Nel caso di Edward, mezza spia e mezzo agente, la crisi e il drammatico cambio di conclusioni, come direbbe le Carré, non ha la dimensione disprezzabile del tradimento. Piuttosto, entra in gioco la morale, o meglio la moralità, percepita dal singolo rispetto alla missione affidatagli. Edward chiaramente abiura non solo la missione ma il suo stesso vincolo di fedeltà, sostituendolo con un imperativo morale nuovo che gli deriva e gli nasce dalla sofferenza cui è stato esposto e alla quale non sa trovare risposte; e la figura della moglie incarna la giustapposizione tra le due morali, quella privata di Edward e quella “assoluta” della moglie, fedele sino alla morte alla propria, opposta, missione.

Sono dinamiche connotate da grande fatica interiore, alta tensione morale e a volte di vera sofferenza. Non di rado il rapporto agente-fonte si trasforma in una relazione molto intensa, in quanto necessariamente basato su una forte interazione umana; perdere il senso del perché e di cosa si stia facendo è un rischio oggettivo. Ancor più oggettivo è il rischio di lasciarsi permeare dal cinismo, dalla convinzione di essere immuni dagli strumenti che si usano nella manipolazione e nella gestione. Solo la matura, introvertita e vissuta chiarezza della missione riesce a mitigare, giustificare e nobilitare la difficile professione di spia.

E anche di questo troviamo una palese affermazione nel libro, proprio nelle pagine finali quando entra in gioco la Tribù con i propri riti, gelosamente e orgogliosamente custoditi e reclamati.
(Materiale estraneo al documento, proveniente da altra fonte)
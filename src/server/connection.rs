//! Connection task spawning for [`BridgeServer`](super::BridgeServer).

use std::{net::SocketAddr, panic::AssertUnwindSafe};

use futures::FutureExt;
use tokio::net::TcpStream;
use tokio_tungstenite::accept_async;
use tokio_util::{sync::CancellationToken, task::TaskTracker};
use tracing::{error, warn};

use crate::{
    Bridge,
    connection::ConnectionError,
    metrics::{self, ErrorKind},
    panic::format_panic,
};

/// Spawn a task upgrading `stream` to a WebSocket and serving it, logging and
/// discarding any panics.
pub(super) fn spawn_connection_task(
    stream: TcpStream,
    peer_addr: SocketAddr,
    bridge: Bridge,
    shutdown: &CancellationToken,
    tracker: &TaskTracker,
) {
    let shutdown = shutdown.clone();
    tracker.spawn(async move {
        let fut = AssertUnwindSafe(serve_stream(stream, peer_addr, bridge, shutdown)).catch_unwind();
        if let Err(panic) = fut.await {
            let panic_msg = format_panic(panic);
            error!(panic = %panic_msg, ?peer_addr, "connection task panicked");
        }
    });
}

async fn serve_stream(
    stream: TcpStream,
    peer_addr: SocketAddr,
    bridge: Bridge,
    shutdown: CancellationToken,
) {
    if let Err(e) = stream.set_nodelay(true) {
        warn!("failed to set TCP_NODELAY: peer_addr={peer_addr}, error={e}");
    }
    let ws = match accept_async(stream).await {
        Ok(ws) => ws,
        Err(e) => {
            metrics::inc_errors(ErrorKind::Transport);
            warn!("websocket handshake failed: peer_addr={peer_addr}, error={e}");
            return;
        }
    };
    match bridge.serve_connection_until(ws, shutdown).await {
        Ok(_) | Err(ConnectionError::Rejected(_)) => {}
        Err(e) => warn!("connection task error: peer_addr={peer_addr}, error={e}"),
    }
}
//! Command line interface for the `wirebridge` binary.

use std::net::IpAddr;

use clap::Parser;

/// Port the bridge listens on unless told otherwise.
pub const DEFAULT_PORT: u16 = 34987;

/// Command line arguments for the `wirebridge` binary.
#[derive(Debug, Parser)]
#[command(
    name = "wirebridge",
    version,
    about = "Serve a bidirectional JSON-RPC bridge over WebSocket"
)]
pub struct Cli {
    /// TCP port to listen on.
    #[arg(short, long, default_value_t = DEFAULT_PORT)]
    pub port: u16,

    /// Address to bind.
    #[arg(long, default_value = "127.0.0.1")]
    pub host: IpAddr,

    /// Default log filter; `RUST_LOG` takes precedence.
    #[arg(long, default_value = "info")]
    pub log_level: String,

    /// Refuse a second connection while one is active instead of replacing it.
    #[arg(long)]
    pub reject_concurrent: bool,

    /// Classify frames without a `Type` field by scanning for type tokens.
    #[arg(long)]
    pub lenient_type_detection: bool,

    /// Default timeout for outbound calls, in milliseconds.
    #[arg(long)]
    pub call_timeout_ms: Option<u64>,

    /// Mirror log lines to the connected host as `log` frames.
    #[arg(long)]
    pub forward_logs: bool,

    /// Serve Prometheus metrics on this address.
    #[arg(long)]
    pub metrics_addr: Option<std::net::SocketAddr>,
}

#[cfg(test)]
mod tests {
    use clap::Parser;

    use super::{Cli, DEFAULT_PORT};

    #[test]
    fn defaults_apply() {
        let cli = Cli::parse_from(["wirebridge"]);
        assert_eq!(cli.port, DEFAULT_PORT);
        assert_eq!(cli.host.to_string(), "127.0.0.1");
        assert_eq!(cli.log_level, "info");
        assert!(!cli.reject_concurrent);
        assert_eq!(cli.call_timeout_ms, None);
    }

    #[test]
    fn parses_policy_flags() {
        let cli = Cli::parse_from([
            "wirebridge",
            "--port",
            "9000",
            "--reject-concurrent",
            "--lenient-type-detection",
            "--call-timeout-ms",
            "2500",
        ]);
        assert_eq!(cli.port, 9000);
        assert!(cli.reject_concurrent);
        assert!(cli.lenient_type_detection);
        assert_eq!(cli.call_timeout_ms, Some(2500));
    }
}
//! Canonical error and result types for the crate.
//!
//! Each concern has its own error type; [`BridgeError`] gathers them for
//! callers that want a single surface.

use thiserror::Error;

use crate::{
    connection::ConnectionError,
    handler::RegistryError,
    message::ParseError,
    peer::CallError,
    server::ServerError,
};

/// Top-level error type exposed by `wirebridge`.
#[derive(Debug, Error)]
#[non_exhaustive]
pub enum BridgeError {
    /// Building the method table failed.
    #[error(transparent)]
    Registry(#[from] RegistryError),
    /// An inbound frame could not be classified.
    #[error(transparent)]
    Parse(#[from] ParseError),
    /// An outbound call produced no result.
    #[error(transparent)]
    Call(#[from] CallError),
    /// A connection ended abnormally.
    #[error(transparent)]
    Connection(#[from] ConnectionError),
    /// The listener could not be bound or stopped accepting.
    #[error(transparent)]
    Server(#[from] ServerError),
}

/// Canonical result alias used by `wirebridge` public APIs.
pub type Result<T> = std::result::Result<T, BridgeError>;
Riti che presuppongono il sacrificio personale – e prova ne sono le figure dei figli dei vari agenti che compaiono nel testo – per essere ammessi e riconosciuti degni di appartenenza.

In conclusione, un romanzo che è un viaggio nei meandri profondi dell’animo di chi fa realmente intelligence e del prezzo che questa arte inevitabilmente esige. Diversi commentatori hanno letto nel libro un atto di accusa verso il servizio e quello che è diventato, e questo è probabilmente anche vero; secondo me, tuttavia, questa chiave di lettura è riduttiva e non dà pieno riconoscimento alla straordinaria profondità di le Carré ed al suo atto d’amore finale per lo spionaggio.